- About this task
When you write out the entries, keep every line exactly as it appears.
+---+
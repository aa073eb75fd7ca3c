//! Property tests for channel names, thread-key resolution and store
//! ordering.

use mockchat::chat::history::{ConversationStore, InMemoryStore};
use mockchat::chat::router::ChannelRouter;
use mockchat_proto::{ChannelRef, Identity, Message, StoredMessage};
use proptest::prelude::*;

fn identity() -> impl Strategy<Value = Identity> {
    "[a-z][a-z0-9_]{0,11}".prop_filter_map("reserved name", |name| Identity::parse(&name).ok())
}

fn channel() -> impl Strategy<Value = ChannelRef> {
    prop_oneof![
        Just(ChannelRef::Global),
        identity().prop_map(ChannelRef::Direct),
    ]
}

fn message(sender: Identity, channel: ChannelRef, text: String) -> Message {
    Message {
        sender,
        text,
        channel,
        timestamp: "00:00:00".to_string(),
    }
}

proptest! {
    #[test]
    fn channel_names_round_trip(channel in channel()) {
        prop_assert_eq!(ChannelRef::parse(&channel.to_string()).unwrap(), channel);
    }

    #[test]
    fn typed_names_never_alias_the_broadcast_channel(raw in "[ a-z/]{0,10}") {
        if let Ok(identity) = Identity::parse(&raw) {
            prop_assert_eq!(
                ChannelRef::parse(identity.as_str()).unwrap(),
                ChannelRef::Direct(identity)
            );
        }
    }

    #[test]
    fn dm_and_reply_resolve_to_peer(local in identity(), peer in identity(), text in ".{1,40}") {
        prop_assume!(local != peer);
        let router = ChannelRouter::new(Some(&local));

        let outbound = message(local.clone(), ChannelRef::Direct(peer.clone()), text.clone());
        let reply = message(peer.clone(), ChannelRef::Direct(local.clone()), text);

        prop_assert_eq!(router.resolve(&outbound), ChannelRef::Direct(peer.clone()));
        prop_assert_eq!(router.resolve(&reply), ChannelRef::Direct(peer));
    }

    #[test]
    fn broadcast_always_resolves_to_global(local in identity(), sender in identity()) {
        let router = ChannelRouter::new(Some(&local));
        let msg = message(sender, ChannelRef::Global, "x".to_string());
        prop_assert_eq!(router.resolve(&msg), ChannelRef::Global);
    }

    #[test]
    fn inbound_dm_ignores_addressed_channel(
        local in identity(),
        sender in identity(),
        addressed in identity(),
    ) {
        prop_assume!(local != sender);
        let router = ChannelRouter::new(Some(&local));
        let msg = message(sender.clone(), ChannelRef::Direct(addressed), "x".to_string());
        prop_assert_eq!(router.resolve(&msg), ChannelRef::Direct(sender));
    }

    #[test]
    fn query_preserves_append_order(
        local in identity(),
        traffic in prop::collection::vec((identity(), channel()), 0..60),
        key in channel(),
    ) {
        let router = ChannelRouter::new(Some(&local));
        let mut store = InMemoryStore::new();
        let mut expected = Vec::new();

        for (seq, (sender, channel)) in traffic.into_iter().enumerate() {
            let stored: StoredMessage = router.ingest(message(sender, channel, seq.to_string()));
            if stored.storage_channel == key {
                expected.push(seq.to_string());
            }
            store.append(stored);
        }

        let first: Vec<String> = store
            .query_by_channel(&key)
            .iter()
            .map(|s| s.message.text.clone())
            .collect();
        let second: Vec<String> = store
            .query_by_channel(&key)
            .iter()
            .map(|s| s.message.text.clone())
            .collect();
        prop_assert_eq!(&first, &expected);
        prop_assert_eq!(first, second);
    }
}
+---+
- Task output
repository aa073eb75fd7ca3c
//! Property tests for channel names, thread-key resolution and store
//! ordering.

use mockchat::chat::history::{ConversationStore, InMemoryStore};
use mockchat::chat::router::ChannelRouter;
use mockchat_proto::{ChannelRef, Identity, Message, StoredMessage};
use proptest::prelude::*;

fn identity() -> impl Strategy<Value = Identity> {
    "[a-z][a-z0-9_]{0,11}".prop_filter_map("reserved name", |name| Identity::parse(&name).ok())
}

fn channel() -> impl Strategy<Value = ChannelRef> {
    prop_oneof![
        Just(ChannelRef::Global),
        identity().prop_map(ChannelRef::Direct),
    ]
}

fn message(sender: Identity, channel: ChannelRef, text: String) -> Message {
    Message {
        sender,
        text,
        channel,
        timestamp: "00:00:00".to_string(),
    }
}

proptest! {
    #[test]
    fn channel_names_round_trip(channel in channel()) {
        prop_assert_eq!(ChannelRef::parse(&channel.to_string()).unwrap(), channel);
    }

    #[test]
    fn typed_names_never_alias_the_broadcast_channel(raw in "[ a-z/]{0,10}") {
        if let Ok(identity) = Identity::parse(&raw) {
            prop_assert_eq!(
                ChannelRef::parse(identity.as_str()).unwrap(),
                ChannelRef::Direct(identity)
            );
        }
    }

    #[test]
    fn dm_and_reply_resolve_to_peer(local in identity(), peer in identity(), text in ".{1,40}") {
        prop_assume!(local != peer);
        let router = ChannelRouter::new(Some(&local));

        let outbound = message(local.clone(), ChannelRef::Direct(peer.clone()), text.clone());
        let reply = message(peer.clone(), ChannelRef::Direct(local.clone()), text);

        prop_assert_eq!(router.resolve(&outbound), ChannelRef::Direct(peer.clone()));
        prop_assert_eq!(router.resolve(&reply), ChannelRef::Direct(peer));
    }

    #[test]
    fn broadcast_always_resolves_to_global(local in identity(), sender in identity()) {
        let router = ChannelRouter::new(Some(&local));
        let msg = message(sender, ChannelRef::Global, "x".to_string());
        prop_assert_eq!(router.resolve(&msg), ChannelRef::Global);
    }

    #[test]
    fn inbound_dm_ignores_addressed_channel(
        local in identity(),
        sender in identity(),
        addressed in identity(),
    ) {
        prop_assume!(local != sender);
        let router = ChannelRouter::new(Some(&local));
        let msg = message(sender.clone(), ChannelRef::Direct(addressed), "x".to_string());
        prop_assert_eq!(router.resolve(&msg), ChannelRef::Direct(sender));
    }

    #[test]
    fn query_preserves_append_order(
        local in identity(),
        traffic in prop::collection::vec((identity(), channel()), 0..60),
        key in channel(),
    ) {
        let router = ChannelRouter::new(Some(&local));
        let mut store = InMemoryStore::new();
        let mut expected = Vec::new();

        for (seq, (sender, channel)) in traffic.into_iter().enumerate() {
            let stored: StoredMessage = router.ingest(message(sender, channel, seq.to_string()));
            if stored.storage_channel == key {
                expected.push(seq.to_string());
            }
            store.append(stored);
        }

        let first: Vec<String> = store
            .query_by_channel(&key)
            .iter()
            .map(|s| s.message.text.clone())
            .collect();
        let second: Vec<String> = store
            .query_by_channel(&key)
            .iter()
            .map(|s| s.message.text.clone())
            .collect();
        prop_assert_eq!(&first, &expected);
        prop_assert_eq!(first, second);
    }
}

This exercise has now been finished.